I see my friend Or. We’d planned to run together along the country roads that morning, but a crack of thunder had sent us to the gym instead. He stands over me now in a tank top with a bandana tied low across his forehead. He looks like a pirate and says he’s going to call. The gym guy insists it’s not necessary, but Or calls.

An ambulance is coming.

It’s August and the sky is dark from the storm. I don’t try to get up. I don’t even think to try—it will be years before I realize the oddness of that—and  no one offers to help me. Ilana is talking to me, and Or is talking to me, and Or and Ilana are talking to each other about me, and the girl who was on the treadmill next to mine is talking to someone, the gym guy maybe, about “what happened.” I can hear the spit moving around in her mouth as she speaks. She sounds breathless and scared and I want her to be quiet. Someone at the opening session the night before had mentioned that he was training as an EMT and they bring him in. He looks me in the eye, expressionless, then steps away.

My knees are swaying.

I’ve had migraines before. The pain feels similar, so I assume that’s what this is. I’ve never fainted, though, and it has never come on so fast. A flash migraine, then. Is that a thing? I can’t decide if I’m supposed to be scared.

Or is asking me whom he should call and I tell him my dad, no, Eli. I give him my husband’s number and watch him dial. My head hurts so badly, and I think that if I can relax my body, get really quiet, I can make it better. Ilana says, “She’s not talking anymore.”

The paramedic arrives. He shines lights and asks if I remember the fall, and I do.

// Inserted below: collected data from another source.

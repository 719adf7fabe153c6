//! Decimal rounding for pass/fail and threshold comparisons.
//!
//! Values are rounded on their shortest round-trip decimal representation
//! rather than on the binary value, so `0.49995` rounds up to `0.5` even though
//! the nearest `f64` sits just below the midpoint. Only comparison points use
//! these helpers; accumulation stays in raw `f64`.

/// Round half-up to four decimal places.
pub fn round4(value: f64) -> f64 {
    round_to(value, 4)
}

/// Threshold check performed on rounded values on both sides.
pub fn meets_threshold(value: f64, threshold: f64) -> bool {
    round4(value) >= round4(threshold)
}

/// Round half-up (away from zero) to `places` decimal places.
pub fn round_to(value: f64, places: usize) -> f64 {
    if !value.is_finite() {
        return value;
    }

    let repr = format!("{}", value.abs());
    let (int_part, frac_part) = match repr.split_once('.') {
        Some((int_part, frac_part)) => (int_part, frac_part),
        None => return value,
    };

    if frac_part.len() <= places {
        return value;
    }

    let mut digits: Vec<u8> = int_part
        .bytes()
        .chain(frac_part.bytes().take(places))
        .map(|byte| byte - b'0')
        .collect();
    let round_up = frac_part.as_bytes()[places] >= b'5';

    if round_up {
        let mut index = digits.len();
        loop {
            if index == 0 {
                digits.insert(0, 1);
                break;
            }
            index -= 1;
            if digits[index] == 9 {
                digits[index] = 0;
            } else {
                digits[index] += 1;
                break;
            }
        }
    }

    let split = digits.len() - places;
    let mut rounded = String::with_capacity(digits.len() + 2);
    rounded.extend(digits[..split].iter().map(|digit| char::from(b'0' + digit)));
    if places > 0 {
        rounded.push('.');
        rounded.extend(digits[split..].iter().map(|digit| char::from(b'0' + digit)));
    }

    let magnitude: f64 = rounded.parse().unwrap_or(value.abs());
    if value.is_sign_negative() {
        -magnitude
    } else {
        magnitude
    }
}
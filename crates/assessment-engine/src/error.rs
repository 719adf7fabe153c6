use crate::assembly::AssemblyError;
use crate::bank::ImportError;
use crate::config::ConfigError;
use crate::service::ServiceError;
use crate::telemetry::TelemetryError;
use axum::http::StatusCode;
use axum::response::{IntoResponse, Response};
use axum::Json;
use serde_json::json;
use std::fmt;

#[derive(Debug)]
pub enum AppError {
    Config(ConfigError),
    Telemetry(TelemetryError),
    Io(std::io::Error),
    Import(ImportError),
    Service(ServiceError),
}

impl AppError {
    pub fn status(&self) -> StatusCode {
        match self {
            AppError::Service(ServiceError::UnknownQuestion(_)) => StatusCode::NOT_FOUND,
            AppError::Service(ServiceError::Assembly(AssemblyError::UnsupportedBlueprint {
                ..
            })) => StatusCode::UNPROCESSABLE_ENTITY,
            AppError::Service(error) if error.is_unavailable() => StatusCode::SERVICE_UNAVAILABLE,
            AppError::Import(_) => StatusCode::BAD_REQUEST,
            AppError::Config(_)
            | AppError::Telemetry(_)
            | AppError::Io(_)
            | AppError::Service(_) => StatusCode::INTERNAL_SERVER_ERROR,
        }
    }
}

impl fmt::Display for AppError {
    fn fmt(&self, f: &mut fmt::Formatter<'_>) -> fmt::Result {
        match self {
            AppError::Config(err) => write!(f, "configuration error: {}", err),
            AppError::Telemetry(err) => write!(f, "telemetry error: {}", err),
            AppError::Io(err) => write!(f, "io error: {}", err),
            AppError::Import(err) => write!(f, "question bank import error: {}", err),
            AppError::Service(err) => write!(f, "{}", err),
        }
    }
}

impl std::error::Error for AppError {
    fn source(&self) -> Option<&(dyn std::error::Error + 'static)> {
        match self {
            AppError::Config(err) => Some(err),
            AppError::Telemetry(err) => Some(err),
            AppError::Io(err) => Some(err),
            AppError::Import(err) => Some(err),
            AppError::Service(err) => Some(err),
        }
    }
}

impl IntoResponse for AppError {
    fn into_response(self) -> Response {
        let body = Json(json!({ "error": self.to_string() }));
        (self.status(), body).into_response()
    }
}

impl From<ConfigError> for AppError {
    fn from(value: ConfigError) -> Self {
        Self::Config(value)
    }
}

impl From<TelemetryError> for AppError {
    fn from(value: TelemetryError) -> Self {
        Self::Telemetry(value)
    }
}

impl From<std::io::Error> for AppError {
    fn from(value: std::io::Error) -> Self {
        Self::Io(value)
    }
}

impl From<ImportError> for AppError {
    fn from(value: ImportError) -> Self {
        Self::Import(value)
    }
}

impl From<ServiceError> for AppError {
    fn from(value: ServiceError) -> Self {
        Self::Service(value)
    }
}

impl From<AssemblyError> for AppError {
    fn from(value: AssemblyError) -> Self {
        Self::Service(ServiceError::Assembly(value))
    }
}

I was running on the treadmill, when I felt a painless click in my head. There was an odd trickling sensation along my skull like a rolling bead of sweat, but on the inside. Then the room went gray and the earth sucked me down. I knew I was about to faint. The red stop button seemed suddenly far away. I swiped at it, but there was no time to step off the machine. Someone says I hit my head on the way down, and I wonder if the belt was still moving when I fell. I can no longer sway my knees; the paramedic’s in the way, so I start rubbing his leg instead.

“I’m sorry,” I say, “I’m rubbing your leg.”

“That’s all right. You keep rubbing.”

He tells me to fold my arms across my chest, that they are going to strap me to a board and carry me to the ambulance. It’s very important, he says, to call out if I need to vomit so that they can flip me over in time. The thought of that, of hanging facedown in the air and vomiting, the thought of being dropped, is at this moment the most terrifying thing in the world.
 
I start this story here, on the floor of a conference center gym, because it now seems the most obvious place. But it wasn’t obvious to me then that a start had occurred at all. I thought my fall from the treadmill was a dot on a plotline already under way, the one about the literature student at  a conference who fainted, missed the morning’s events, got checked out, and returned, red faced and sheepish, in time for lunch. I didn’t know then that when I slipped from that moving belt, that dot had also slipped and become its own point A.

What a click in my head, and a moving belt, and a headache that knocked me down might have to do with butter, and flour, and eggs at room temp, and hunger, and love, and a kitchen with some- thing to say, I couldn’t have known that day. How a detour could become its own path, I would never have believed.